(GIVEN RECORDS)
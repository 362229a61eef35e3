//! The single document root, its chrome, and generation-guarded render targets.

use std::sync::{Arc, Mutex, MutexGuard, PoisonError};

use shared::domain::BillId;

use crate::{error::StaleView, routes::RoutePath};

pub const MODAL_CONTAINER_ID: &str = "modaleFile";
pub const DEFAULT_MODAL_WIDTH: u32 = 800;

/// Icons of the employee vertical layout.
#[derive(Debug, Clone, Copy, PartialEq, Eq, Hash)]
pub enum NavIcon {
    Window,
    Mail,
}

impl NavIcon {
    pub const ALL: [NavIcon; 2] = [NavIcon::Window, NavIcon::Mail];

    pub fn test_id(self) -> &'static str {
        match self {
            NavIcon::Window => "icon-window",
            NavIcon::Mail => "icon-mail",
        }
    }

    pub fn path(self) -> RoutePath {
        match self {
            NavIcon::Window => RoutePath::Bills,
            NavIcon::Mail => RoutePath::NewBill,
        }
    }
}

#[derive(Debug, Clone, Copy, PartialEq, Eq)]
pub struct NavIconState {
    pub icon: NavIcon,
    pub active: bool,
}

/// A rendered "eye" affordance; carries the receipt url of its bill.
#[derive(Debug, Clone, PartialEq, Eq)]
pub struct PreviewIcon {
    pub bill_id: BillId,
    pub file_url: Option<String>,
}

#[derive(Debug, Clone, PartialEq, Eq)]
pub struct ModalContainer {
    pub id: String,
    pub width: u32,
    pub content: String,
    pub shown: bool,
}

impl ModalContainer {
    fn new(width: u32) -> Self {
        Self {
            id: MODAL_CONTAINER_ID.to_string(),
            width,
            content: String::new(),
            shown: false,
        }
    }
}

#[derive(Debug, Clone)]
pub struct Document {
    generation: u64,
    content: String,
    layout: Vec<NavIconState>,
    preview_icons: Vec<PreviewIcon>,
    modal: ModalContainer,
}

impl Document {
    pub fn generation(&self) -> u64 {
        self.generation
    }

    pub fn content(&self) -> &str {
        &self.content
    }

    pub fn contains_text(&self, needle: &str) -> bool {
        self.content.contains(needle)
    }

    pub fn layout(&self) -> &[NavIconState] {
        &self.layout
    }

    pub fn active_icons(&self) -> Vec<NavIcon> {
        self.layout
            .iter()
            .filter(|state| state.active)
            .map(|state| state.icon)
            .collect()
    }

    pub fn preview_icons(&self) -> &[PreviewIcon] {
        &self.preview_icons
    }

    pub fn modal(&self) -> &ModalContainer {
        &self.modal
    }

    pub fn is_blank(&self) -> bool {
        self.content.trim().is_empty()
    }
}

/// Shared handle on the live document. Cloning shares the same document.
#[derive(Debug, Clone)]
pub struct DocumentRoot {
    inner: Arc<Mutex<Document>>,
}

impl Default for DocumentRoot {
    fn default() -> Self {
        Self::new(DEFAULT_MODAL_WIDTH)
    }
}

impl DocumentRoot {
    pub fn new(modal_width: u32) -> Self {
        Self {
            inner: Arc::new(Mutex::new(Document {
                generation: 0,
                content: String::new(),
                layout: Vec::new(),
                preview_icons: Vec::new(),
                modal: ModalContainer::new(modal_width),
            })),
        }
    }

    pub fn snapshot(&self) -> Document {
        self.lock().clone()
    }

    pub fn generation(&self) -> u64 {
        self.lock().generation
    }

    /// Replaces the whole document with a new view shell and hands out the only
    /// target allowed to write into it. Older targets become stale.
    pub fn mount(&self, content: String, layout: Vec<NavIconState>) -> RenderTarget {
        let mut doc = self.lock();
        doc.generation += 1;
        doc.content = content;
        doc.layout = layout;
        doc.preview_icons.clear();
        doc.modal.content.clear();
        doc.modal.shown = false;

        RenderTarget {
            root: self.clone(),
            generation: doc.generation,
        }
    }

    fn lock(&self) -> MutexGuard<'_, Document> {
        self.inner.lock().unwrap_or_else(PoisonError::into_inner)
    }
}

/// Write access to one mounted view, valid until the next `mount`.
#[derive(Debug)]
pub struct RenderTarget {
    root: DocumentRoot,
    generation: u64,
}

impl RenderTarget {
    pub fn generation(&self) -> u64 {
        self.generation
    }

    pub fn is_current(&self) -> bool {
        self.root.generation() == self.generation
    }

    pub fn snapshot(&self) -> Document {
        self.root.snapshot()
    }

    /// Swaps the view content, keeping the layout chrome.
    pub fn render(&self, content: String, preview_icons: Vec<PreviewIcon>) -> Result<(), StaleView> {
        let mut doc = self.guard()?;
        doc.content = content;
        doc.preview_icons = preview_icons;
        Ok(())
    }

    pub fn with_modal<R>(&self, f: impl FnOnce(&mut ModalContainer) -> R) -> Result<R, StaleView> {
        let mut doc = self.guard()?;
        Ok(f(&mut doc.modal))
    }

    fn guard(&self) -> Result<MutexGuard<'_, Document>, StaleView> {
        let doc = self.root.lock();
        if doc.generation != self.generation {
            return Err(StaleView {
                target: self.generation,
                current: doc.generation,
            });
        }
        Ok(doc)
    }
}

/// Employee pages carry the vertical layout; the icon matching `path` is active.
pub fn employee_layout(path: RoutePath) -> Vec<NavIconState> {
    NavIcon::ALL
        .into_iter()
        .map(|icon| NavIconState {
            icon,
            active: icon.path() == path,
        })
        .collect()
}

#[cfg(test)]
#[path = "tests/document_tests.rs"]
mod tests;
(End GIVEN RECORDS)
(GIVEN RECORDS)
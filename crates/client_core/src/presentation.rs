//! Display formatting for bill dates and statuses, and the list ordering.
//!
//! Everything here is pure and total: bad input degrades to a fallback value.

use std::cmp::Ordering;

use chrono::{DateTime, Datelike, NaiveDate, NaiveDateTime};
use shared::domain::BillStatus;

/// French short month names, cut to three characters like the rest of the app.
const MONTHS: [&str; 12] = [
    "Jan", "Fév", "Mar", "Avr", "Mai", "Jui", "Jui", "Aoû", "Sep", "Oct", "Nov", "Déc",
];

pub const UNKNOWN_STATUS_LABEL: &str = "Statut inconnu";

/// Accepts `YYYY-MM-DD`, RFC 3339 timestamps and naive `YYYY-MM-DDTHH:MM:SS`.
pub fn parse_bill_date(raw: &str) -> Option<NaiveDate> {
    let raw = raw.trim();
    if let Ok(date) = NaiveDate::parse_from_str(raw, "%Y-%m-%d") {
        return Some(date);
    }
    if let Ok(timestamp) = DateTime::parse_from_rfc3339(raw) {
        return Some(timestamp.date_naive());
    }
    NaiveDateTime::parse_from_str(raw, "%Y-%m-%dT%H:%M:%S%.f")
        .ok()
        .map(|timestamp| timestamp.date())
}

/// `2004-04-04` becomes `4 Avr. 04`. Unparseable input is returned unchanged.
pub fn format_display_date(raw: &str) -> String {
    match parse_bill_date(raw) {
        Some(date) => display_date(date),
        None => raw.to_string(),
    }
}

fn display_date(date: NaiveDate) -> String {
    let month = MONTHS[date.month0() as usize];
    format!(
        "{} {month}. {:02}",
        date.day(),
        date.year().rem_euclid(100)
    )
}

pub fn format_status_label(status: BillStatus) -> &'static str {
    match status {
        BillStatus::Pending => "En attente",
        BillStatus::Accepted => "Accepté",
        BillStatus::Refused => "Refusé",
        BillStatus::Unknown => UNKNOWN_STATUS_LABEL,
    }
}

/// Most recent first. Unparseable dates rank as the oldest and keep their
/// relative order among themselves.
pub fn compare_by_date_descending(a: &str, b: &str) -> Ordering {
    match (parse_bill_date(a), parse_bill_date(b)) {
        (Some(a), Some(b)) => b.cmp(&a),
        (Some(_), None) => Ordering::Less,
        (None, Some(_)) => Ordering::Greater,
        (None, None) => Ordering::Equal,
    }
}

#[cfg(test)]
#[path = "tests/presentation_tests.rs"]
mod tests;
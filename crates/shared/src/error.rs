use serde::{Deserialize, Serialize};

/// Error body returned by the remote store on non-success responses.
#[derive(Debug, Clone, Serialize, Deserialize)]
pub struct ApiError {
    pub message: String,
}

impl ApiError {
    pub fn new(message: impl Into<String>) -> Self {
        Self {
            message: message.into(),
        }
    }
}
(End GIVEN RECORDS)
Reply with nothing but a number: how many lines of the entries above contain the string "Window"?

4